Wednesday, December 28, 2005

The 'Little Red Book' Crackdown Hoax

What’s the name of the Massachusetts college student who lied about getting a visit from Ministry of Homeland Security henchmen after he supposedly requested a copy of Mao’s “Little Red Book” through interlibrary loan? The news media isn’t disclosing his name.

The newspaper that initially broke the story, the New Bedford Standard-Times, now reports the unnamed senior at the University of Massachusetts at Dartmouth admitted to the hoax after his history professor, Brian Glyn Williams, confronted him about inconsistencies in his story.

NewsBusters wonders why The Standard-Times isn’t naming the student.

Here’s a big problem I have with both stories from The Standard Times. For starters, they protected the name of the liar: “Although The Standard-Times knows the name of the student, he is not coming forward because he fears repercussions should his name become public.” In the second article admitting the hoax, they still did not name him. Are they worried Bush’s “Men In Black” will really go after him now for lying? I think he has defaulted on his right to privacy (forget for the moment that that isn’t an actual right.)

The Boston Globe, which did not write a story about the student’s original assertions, opted not to identify the student in its story about the hoax, even though the newspaper interviewed the student on Dec. 22.

The student was not identified in any reports. The Globe interviewed him Thursday but decided not to write a story about his assertion, because of doubts about its veracity. The student could not be reached yesterday.

Steve Trinward writes on Free-Market News Network that if the student’s name is ever released, “there might be a possibility to discover whether the story was at least hypothetically a plant and the student a messenger.”
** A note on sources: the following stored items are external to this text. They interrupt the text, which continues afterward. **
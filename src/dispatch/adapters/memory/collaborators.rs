//! In-memory mail, document and notification doubles.

use crate::dispatch::domain::{
    InboundMail, MailOperation, Notification, ReceiveKeywords, SubmissionDocument,
};
use crate::dispatch::ports::{
    CollaboratorError, CollaboratorResult, DocumentReader, MailSource, Notifier,
};
use crate::review::domain::ProjectCodes;
use async_trait::async_trait;
use std::collections::BTreeMap;
use std::sync::{Arc, Mutex, MutexGuard};

fn poisoned(err: impl std::fmt::Display) -> CollaboratorError {
    CollaboratorError::Mail(format!("lock poisoned: {err}"))
}

/// Mailbox held in memory.
///
/// `receive` hands out each delivered message once, like an unread flag.
#[derive(Debug, Clone, Default)]
pub struct InMemoryMailSource {
    inbox: Arc<Mutex<Vec<InboundMail>>>,
    folders: Arc<Mutex<BTreeMap<String, InboundMail>>>,
}

impl InMemoryMailSource {
    /// Creates an empty mailbox.
    #[must_use]
    pub fn new() -> Self {
        Self::default()
    }

    /// Delivers a message to the inbox and stores it in its folder.
    ///
    /// # Errors
    ///
    /// Returns [`CollaboratorError::Mail`] when a lock is poisoned.
    pub fn deliver(&self, mail: InboundMail) -> CollaboratorResult<()> {
        self.folders
            .lock()
            .map_err(poisoned)?
            .insert(mail.folder.clone(), mail.clone());
        self.inbox.lock().map_err(poisoned)?.push(mail);
        Ok(())
    }
}

#[async_trait]
impl MailSource for InMemoryMailSource {
    async fn receive(&self, keywords: &ReceiveKeywords) -> CollaboratorResult<Vec<InboundMail>> {
        let mut inbox = self.inbox.lock().map_err(poisoned)?;
        let (matching, rest): (Vec<_>, Vec<_>) = inbox.drain(..).partition(|mail| {
            let keyword = match mail.operation {
                MailOperation::Submit => &keywords.submit,
                MailOperation::Finish => &keywords.finish,
            };
            mail.subject
                .to_lowercase()
                .contains(&keyword.to_lowercase())
        });
        *inbox = rest;
        Ok(matching)
    }

    async fn read(&self, folder: &str) -> CollaboratorResult<InboundMail> {
        self.folders
            .lock()
            .map_err(poisoned)?
            .get(folder)
            .cloned()
            .ok_or_else(|| CollaboratorError::Mail(format!("no message in folder {folder}")))
    }
}

/// Report contents keyed by mail folder.
#[derive(Debug, Clone, Default)]
pub struct InMemoryDocumentReader {
    documents: Arc<Mutex<BTreeMap<String, SubmissionDocument>>>,
}

impl InMemoryDocumentReader {
    /// Creates a reader with no documents.
    #[must_use]
    pub fn new() -> Self {
        Self::default()
    }

    /// Attaches a report to the mail stored in `folder`.
    ///
    /// # Errors
    ///
    /// Returns [`CollaboratorError::Document`] when the lock is poisoned.
    pub fn attach(&self, folder: &str, document: SubmissionDocument) -> CollaboratorResult<()> {
        self.lock()?.insert(folder.to_owned(), document);
        Ok(())
    }

    fn lock(&self) -> CollaboratorResult<MutexGuard<'_, BTreeMap<String, SubmissionDocument>>> {
        self.documents
            .lock()
            .map_err(|err| CollaboratorError::Document(format!("lock poisoned: {err}")))
    }

    fn document(&self, mail: &InboundMail) -> CollaboratorResult<SubmissionDocument> {
        self.lock()?.get(&mail.folder).cloned().ok_or_else(|| {
            CollaboratorError::Document(format!("no report attached in {}", mail.folder))
        })
    }
}

#[async_trait]
impl DocumentReader for InMemoryDocumentReader {
    async fn read_submission(&self, mail: &InboundMail) -> CollaboratorResult<SubmissionDocument> {
        self.document(mail)
    }

    async fn read_finish(&self, mail: &InboundMail) -> CollaboratorResult<ProjectCodes> {
        Ok(self.document(mail)?.codes)
    }
}

/// Notifier that keeps every notification it is given.
#[derive(Debug, Clone, Default)]
pub struct RecordingNotifier {
    sent: Arc<Mutex<Vec<Notification>>>,
}

impl RecordingNotifier {
    /// Creates an empty recorder.
    #[must_use]
    pub fn new() -> Self {
        Self::default()
    }

    /// Returns the notifications sent so far.
    ///
    /// # Errors
    ///
    /// Returns [`CollaboratorError::Delivery`] when the lock is poisoned.
    pub fn sent(&self) -> CollaboratorResult<Vec<Notification>> {
        Ok(self.lock()?.clone())
    }

    /// Removes and returns the notifications sent so far.
    ///
    /// # Errors
    ///
    /// Returns [`CollaboratorError::Delivery`] when the lock is poisoned.
    pub fn take(&self) -> CollaboratorResult<Vec<Notification>> {
        Ok(std::mem::take(&mut *self.lock()?))
    }

    fn lock(&self) -> CollaboratorResult<MutexGuard<'_, Vec<Notification>>> {
        self.sent
            .lock()
            .map_err(|err| CollaboratorError::Delivery(format!("lock poisoned: {err}")))
    }
}

#[async_trait]
impl Notifier for RecordingNotifier {
    async fn notify(&self, notification: Notification) -> CollaboratorResult<()> {
        self.lock()?.push(notification);
        Ok(())
    }
}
Hints may be provided at the very end of the SCT article, where two questions may have been answered, however inadvertently. In two consecutive paragraphs, the paper offers motivation for two parties, in succession: First is a potential motive for officials themselves to create or float the story: “Dr. Williams said the whole affair has had one bright point: The question of whether it is safe for students to do research has been answered: “I can now tell my students that it is safe to do research without being monitored,” he said. “With that hanging in the air like before, I couldn’t say that to them.’” (This might be seen by some as the feds setting up a fake crackdown and then disproving the story, to undercut those who have warned about the potential for such oppression under the Patriot Act. By that theory, the feds could then snoop with impunity, since their critics would have been discredited.)

Second is a claim made about the student himself, that he was a “thrill-seeker” who started the story to get his name in the paper: “The student’s motivation remains a mystery, but in the interview on Thursday, he provided a glimpse: ‘When I came back, like wow, there’s this circus coming on. I saw my cell phone, and I see like, wow, I have something like 75 messages and like something like 87 missed calls,’ he said. ‘Wow, I was popular. I usually get one or probably two a week and that’s about it, and I usually pick them up.’” (This would still not explain the initial report, only the embellishment of it by the student, to keep himself on the front pages a bit longer. His initial inspiration still remains in doubt.)

If the student’s name is ever released, there might be a possibility to discover whether the story was at least hypothetically a plant and the student a messenger. Readers should recall the Bush Administration has already admitted to planting stories in the American press—and to launching a virtual bogus news organization in Iraq. There are obviously those who wish to discredit reporting, and especially Internet reporting. Such activities, unfortunately, remain a viable mechanism.